(オプション)バックチャネル対応のクライアント証明書認証の有効化(SAML 2.0)

目次
casso11jp
目次
2
この手順は、Artifact バインドによるシングル サインオンのみが対象です。
アサーション コンシューマ サービスは、認証方式から情報を収集して、アイデンティティ プロバイダからアサーションを取得します。方式は、アサーションを取得するためにアイデンティティ プロバイダに提供する認証情報のタイプをアサーション コンシューマ サービスに通知します。アサーションが取得された後、アイデンティティ プロバイダは、セキュリティで保護されたバックチャネルでアサーションをサービス プロバイダに送信します。クライアント証明書認証を使用して、バックチャネル セキュリティのセキュリティを保護することができます。

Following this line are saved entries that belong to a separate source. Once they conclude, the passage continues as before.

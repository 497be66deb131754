// SPDX-License-Identifier: BUSL-1.1
// Copyright (c) 2026 Alfred Jean LLC

//! Write-ahead log shared by every process that opens the same file
//!
//! One line per commit. Writers hold an exclusive file lock while they catch
//! up and append, so lines from different processes never interleave.
//! Readers only consume newline-terminated lines and can tail without the lock.

use evr_core::Operation;
use fs2::FileExt;
use serde::{Deserialize, Serialize};
use std::fs::{File, OpenOptions};
use std::io::{self, BufRead, BufReader, Seek, SeekFrom, Write};
use std::path::{Path, PathBuf};
use thiserror::Error;

/// Errors that can occur in WAL operations
#[derive(Debug, Error)]
pub enum WalError {
    #[error("IO error: {0}")]
    Io(#[from] io::Error),
    #[error("JSON error: {0}")]
    Json(#[from] serde_json::Error),
    #[error("corrupted entry at byte {offset}: {reason}")]
    Corrupted { offset: u64, reason: String },
}

/// One committed batch of operations
#[derive(Debug, Clone, PartialEq, Eq, Serialize, Deserialize)]
pub struct WalEntry {
    pub seq: u64,
    pub ops: Vec<Operation>,
    /// CRC32 of the serialized operations
    pub checksum: u32,
}

impl WalEntry {
    pub fn new(seq: u64, ops: Vec<Operation>) -> Self {
        let checksum = Self::calculate_checksum(&ops);
        Self { seq, ops, checksum }
    }

    fn calculate_checksum(ops: &[Operation]) -> u32 {
        let json = serde_json::to_string(ops).unwrap_or_default();
        crc32fast::hash(json.as_bytes())
    }

    /// Verify the checksum matches the operations
    pub fn verify(&self) -> bool {
        self.checksum == Self::calculate_checksum(&self.ops)
    }
}

/// Exclusive writer lock on the WAL file; released on drop
pub struct WalLock {
    file: File,
}

impl Drop for WalLock {
    fn drop(&mut self) {
        if let Err(e) = FileExt::unlock(&self.file) {
            tracing::warn!(error = %e, "failed to unlock WAL");
        }
    }
}

/// Append-only log handle with a read cursor
pub struct Wal {
    path: PathBuf,
    file: File,
    /// Bytes of the file already consumed by this handle
    offset: u64,
    sequence: u64,
}

impl Wal {
    /// Open or create a WAL at the given path. Nothing is read yet; call
    /// [`Wal::read_new`] to catch up.
    pub fn open(path: &Path) -> Result<Self, WalError> {
        let file = OpenOptions::new()
            .create(true)
            .append(true)
            .read(true)
            .open(path)?;

        Ok(Self {
            path: path.to_path_buf(),
            file,
            offset: 0,
            sequence: 0,
        })
    }

    pub fn path(&self) -> &Path {
        &self.path
    }

    /// Highest sequence number seen by this handle
    pub fn sequence(&self) -> u64 {
        self.sequence
    }

    /// Take the exclusive writer lock, blocking until it is free
    pub fn lock(&self) -> Result<WalLock, WalError> {
        let file = self.file.try_clone()?;
        file.lock_exclusive()?;
        Ok(WalLock { file })
    }

    /// Read complete entries appended since the last call
    pub fn read_new(&mut self) -> Result<Vec<WalEntry>, WalError> {
        let mut reader = BufReader::new(File::open(&self.path)?);
        reader.seek(SeekFrom::Start(self.offset))?;

        let mut entries = Vec::new();
        let mut line = Vec::new();
        loop {
            line.clear();
            let n = reader.read_until(b'\n', &mut line)?;
            if n == 0 || line.last() != Some(&b'\n') {
                // EOF, or a line still being written
                break;
            }

            let start = self.offset;
            self.offset += n as u64;

            let body = &line[..n - 1];
            if body.iter().all(u8::is_ascii_whitespace) {
                continue;
            }

            let entry: WalEntry =
                serde_json::from_slice(body).map_err(|e| WalError::Corrupted {
                    offset: start,
                    reason: e.to_string(),
                })?;
            if !entry.verify() {
                return Err(WalError::Corrupted {
                    offset: start,
                    reason: "checksum mismatch".to_string(),
                });
            }

            self.sequence = self.sequence.max(entry.seq);
            entries.push(entry);
        }

        Ok(entries)
    }

    /// Append a batch as one entry.
    ///
    /// The caller must hold [`Wal::lock`] and have caught up with
    /// [`Wal::read_new`]; an unterminated tail left by a crashed writer is
    /// truncated first.
    pub fn append(&mut self, ops: Vec<Operation>) -> Result<WalEntry, WalError> {
        let len = self.file.metadata()?.len();
        if len > self.offset {
            tracing::warn!(
                path = %self.path.display(),
                torn_bytes = len - self.offset,
                "truncating torn WAL tail"
            );
            self.file.set_len(self.offset)?;
        }

        let entry = WalEntry::new(self.sequence + 1, ops);
        let mut line = serde_json::to_string(&entry)?;
        line.push('\n');

        self.file.write_all(line.as_bytes())?;
        self.file.sync_data()?;

        self.sequence = entry.seq;
        self.offset += line.len() as u64;
        Ok(entry)
    }

    /// Replay every entry from the log
    pub fn replay(path: &Path) -> Result<Vec<WalEntry>, WalError> {
        match File::open(path) {
            Ok(_) => {}
            Err(e) if e.kind() == io::ErrorKind::NotFound => return Ok(Vec::new()),
            Err(e) => return Err(e.into()),
        }
        Wal::open(path)?.read_new()
    }
}

#[cfg(test)]
#[path = "wal_tests.rs"]
mod tests;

バックチャネルに対する証明書認証はオプションです。代わりに Basic 認証も使用できます。
バックチャネルにクライアント証明書認証を使用するには、以下のように操作します。
  1. バックチャネルに対するクライアント証明書認証を選択します。この方式は、証明書がサービス プロバイダの認証情報として機能することを示します。
    ポリシー サーバが FIPS 専用モードで作動している場合にも、FIPS 140 以外で暗号化された証明書を使用してバックチャネル セキュリティのセキュリティを保護することができます。ただし、厳密な FIPS のみのインストールの場合、FIPS 140 互換のアルゴリズムで暗号化された証明書のみを使用してください。
アサーティング側のポリシー サーバの管理者は、アサーション検索サービスを保護するためのポリシーを設定しておく必要があります。このポリシーのレルムは、X.509 クライアント証明書認証方式を使用する必要があります。
証明書データ ストアへのクライアント証明書の追加
認証機関から秘密キー/証明書ペアを取得する必要があります。管理 UI を使用して、秘密キー/証明書ペアを証明書データ ストアに追加します。キー/証明書ペアがすでにデータ ストアにある場合は、この手順をスキップします。
キー/証明書ペアペアをインポートする場合、割り当てるエイリアスは、認証方式設定の[名前]フィールドと同じ値であることが必要です。さらに、証明書の件名の CN 属性も[名前]フィールドに一致する必要があります。たとえば、名前が CompanyA であるとします。すると、エイリアスは CompanyA であることが必要です。また、件名の CN の値に CN=CompanyA, OU=Development, O=CA, L=Islandia, ST=NY, C=US と記述される必要があります。
重要:
認証方式内の[名前]フィールドは、アイデンティティ プロバイダでサービス プロバイダ オブジェクトに割り当てられる名前に一致する必要があります。
Single Sign-On
がアイデンティティ プロバイダである場合、認証方式内の[名前]は、オブジェクトの[一般]設定の[名前]フィールドに一致する必要があります。
バックチャネルに関するクライアント証明書オプションの設定
バックチャネルに関するクライアント証明書認証を有効にする場合、証明書は認証情報として機能します。
認証情報としてクライアント証明書を示す方法
  1. SAML 2.0 認証方式に移動します。
  2. [SAML 2.0 設定]-[SSO]を選択します。
    [SSO]ページが表示されます。
  3. [バインディング]セクションで[HTTP-Artifact]を選択します。
  4. [OK]をクリックします。
  5. [暗号化 & 署名]ページに移動します。
  6. [バックチャネル]セクションの[認証]フィールドで[クライアント証明書]を選択します。
  7. [SP 名]の値を入力します。
  8. [OK]をクリックします。